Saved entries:
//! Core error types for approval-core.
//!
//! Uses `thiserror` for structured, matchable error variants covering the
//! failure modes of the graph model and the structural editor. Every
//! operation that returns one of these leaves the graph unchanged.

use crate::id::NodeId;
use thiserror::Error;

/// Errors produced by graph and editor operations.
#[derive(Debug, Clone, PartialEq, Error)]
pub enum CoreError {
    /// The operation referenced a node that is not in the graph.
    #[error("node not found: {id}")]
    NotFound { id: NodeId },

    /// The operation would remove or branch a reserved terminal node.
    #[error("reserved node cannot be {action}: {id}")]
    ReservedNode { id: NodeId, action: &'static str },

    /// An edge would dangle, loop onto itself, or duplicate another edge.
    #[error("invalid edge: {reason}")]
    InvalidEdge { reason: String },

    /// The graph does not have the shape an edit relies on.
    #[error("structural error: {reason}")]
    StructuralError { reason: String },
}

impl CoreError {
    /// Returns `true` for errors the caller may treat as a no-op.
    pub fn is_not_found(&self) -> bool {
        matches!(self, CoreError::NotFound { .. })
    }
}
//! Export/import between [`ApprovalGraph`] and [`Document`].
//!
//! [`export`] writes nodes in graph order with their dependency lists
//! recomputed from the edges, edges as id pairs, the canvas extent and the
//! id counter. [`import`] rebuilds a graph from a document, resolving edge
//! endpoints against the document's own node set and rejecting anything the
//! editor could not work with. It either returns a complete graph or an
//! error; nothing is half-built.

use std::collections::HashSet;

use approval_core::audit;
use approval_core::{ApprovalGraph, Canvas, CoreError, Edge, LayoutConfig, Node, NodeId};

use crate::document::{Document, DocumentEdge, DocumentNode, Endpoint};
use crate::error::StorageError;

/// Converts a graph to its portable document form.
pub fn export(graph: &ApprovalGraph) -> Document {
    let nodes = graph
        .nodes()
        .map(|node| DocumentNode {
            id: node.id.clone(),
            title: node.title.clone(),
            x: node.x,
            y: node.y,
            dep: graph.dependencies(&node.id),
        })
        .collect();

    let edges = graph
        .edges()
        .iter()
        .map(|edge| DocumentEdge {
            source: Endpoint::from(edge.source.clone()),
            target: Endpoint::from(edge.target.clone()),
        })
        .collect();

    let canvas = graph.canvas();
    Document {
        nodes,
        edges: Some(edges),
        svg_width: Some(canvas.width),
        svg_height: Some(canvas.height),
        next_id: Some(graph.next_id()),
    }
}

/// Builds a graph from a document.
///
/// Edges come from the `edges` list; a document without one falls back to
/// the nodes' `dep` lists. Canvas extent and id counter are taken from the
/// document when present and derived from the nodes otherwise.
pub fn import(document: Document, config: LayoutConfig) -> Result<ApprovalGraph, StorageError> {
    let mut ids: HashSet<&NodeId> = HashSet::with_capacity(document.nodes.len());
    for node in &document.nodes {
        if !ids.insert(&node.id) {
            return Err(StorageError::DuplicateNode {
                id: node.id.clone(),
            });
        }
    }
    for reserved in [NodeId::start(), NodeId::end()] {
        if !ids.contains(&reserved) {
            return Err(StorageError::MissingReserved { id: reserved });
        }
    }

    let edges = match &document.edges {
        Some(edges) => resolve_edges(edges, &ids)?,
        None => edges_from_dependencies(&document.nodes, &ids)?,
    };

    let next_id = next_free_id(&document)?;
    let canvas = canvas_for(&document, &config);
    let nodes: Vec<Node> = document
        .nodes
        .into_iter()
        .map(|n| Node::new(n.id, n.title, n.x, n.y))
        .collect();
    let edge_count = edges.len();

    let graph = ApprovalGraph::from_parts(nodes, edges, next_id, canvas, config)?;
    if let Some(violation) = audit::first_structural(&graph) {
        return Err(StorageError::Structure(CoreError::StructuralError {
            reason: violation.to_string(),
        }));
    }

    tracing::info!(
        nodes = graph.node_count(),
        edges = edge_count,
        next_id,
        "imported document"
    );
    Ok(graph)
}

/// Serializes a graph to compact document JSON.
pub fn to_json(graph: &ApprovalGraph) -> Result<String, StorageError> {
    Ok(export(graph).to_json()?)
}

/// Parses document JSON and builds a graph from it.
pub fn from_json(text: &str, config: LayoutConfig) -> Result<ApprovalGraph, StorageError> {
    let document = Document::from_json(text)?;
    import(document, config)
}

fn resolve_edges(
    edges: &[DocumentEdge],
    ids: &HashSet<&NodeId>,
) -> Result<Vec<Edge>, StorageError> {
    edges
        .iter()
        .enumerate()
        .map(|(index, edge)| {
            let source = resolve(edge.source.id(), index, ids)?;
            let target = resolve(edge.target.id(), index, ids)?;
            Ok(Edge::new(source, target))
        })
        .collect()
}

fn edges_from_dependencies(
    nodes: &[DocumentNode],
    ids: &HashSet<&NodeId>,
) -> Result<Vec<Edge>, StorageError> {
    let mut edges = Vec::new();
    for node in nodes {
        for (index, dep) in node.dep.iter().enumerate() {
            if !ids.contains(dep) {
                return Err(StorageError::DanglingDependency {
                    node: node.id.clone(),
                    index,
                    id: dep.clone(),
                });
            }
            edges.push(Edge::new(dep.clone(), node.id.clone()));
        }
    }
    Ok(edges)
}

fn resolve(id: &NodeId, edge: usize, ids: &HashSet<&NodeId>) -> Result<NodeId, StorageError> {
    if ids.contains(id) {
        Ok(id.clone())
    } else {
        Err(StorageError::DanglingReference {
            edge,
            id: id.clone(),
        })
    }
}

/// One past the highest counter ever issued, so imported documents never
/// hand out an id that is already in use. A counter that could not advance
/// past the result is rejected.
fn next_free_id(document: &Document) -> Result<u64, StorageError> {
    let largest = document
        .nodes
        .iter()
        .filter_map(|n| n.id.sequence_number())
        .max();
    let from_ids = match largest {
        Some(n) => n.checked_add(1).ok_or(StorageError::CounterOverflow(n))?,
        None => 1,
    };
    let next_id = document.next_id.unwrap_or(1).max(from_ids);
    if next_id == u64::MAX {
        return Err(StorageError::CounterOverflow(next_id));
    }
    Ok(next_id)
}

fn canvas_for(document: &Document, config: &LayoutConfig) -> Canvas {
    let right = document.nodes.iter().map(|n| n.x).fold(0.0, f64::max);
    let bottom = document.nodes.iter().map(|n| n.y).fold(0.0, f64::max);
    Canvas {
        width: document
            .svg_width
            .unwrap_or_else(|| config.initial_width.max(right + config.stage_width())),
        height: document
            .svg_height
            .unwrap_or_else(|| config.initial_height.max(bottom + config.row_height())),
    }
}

_EXERCISE BRIEF_. List every line above containing the word "enumerate".

_ANSWER_.
        .enumerate()
        for (index, dep) in node.dep.iter().enumerate() {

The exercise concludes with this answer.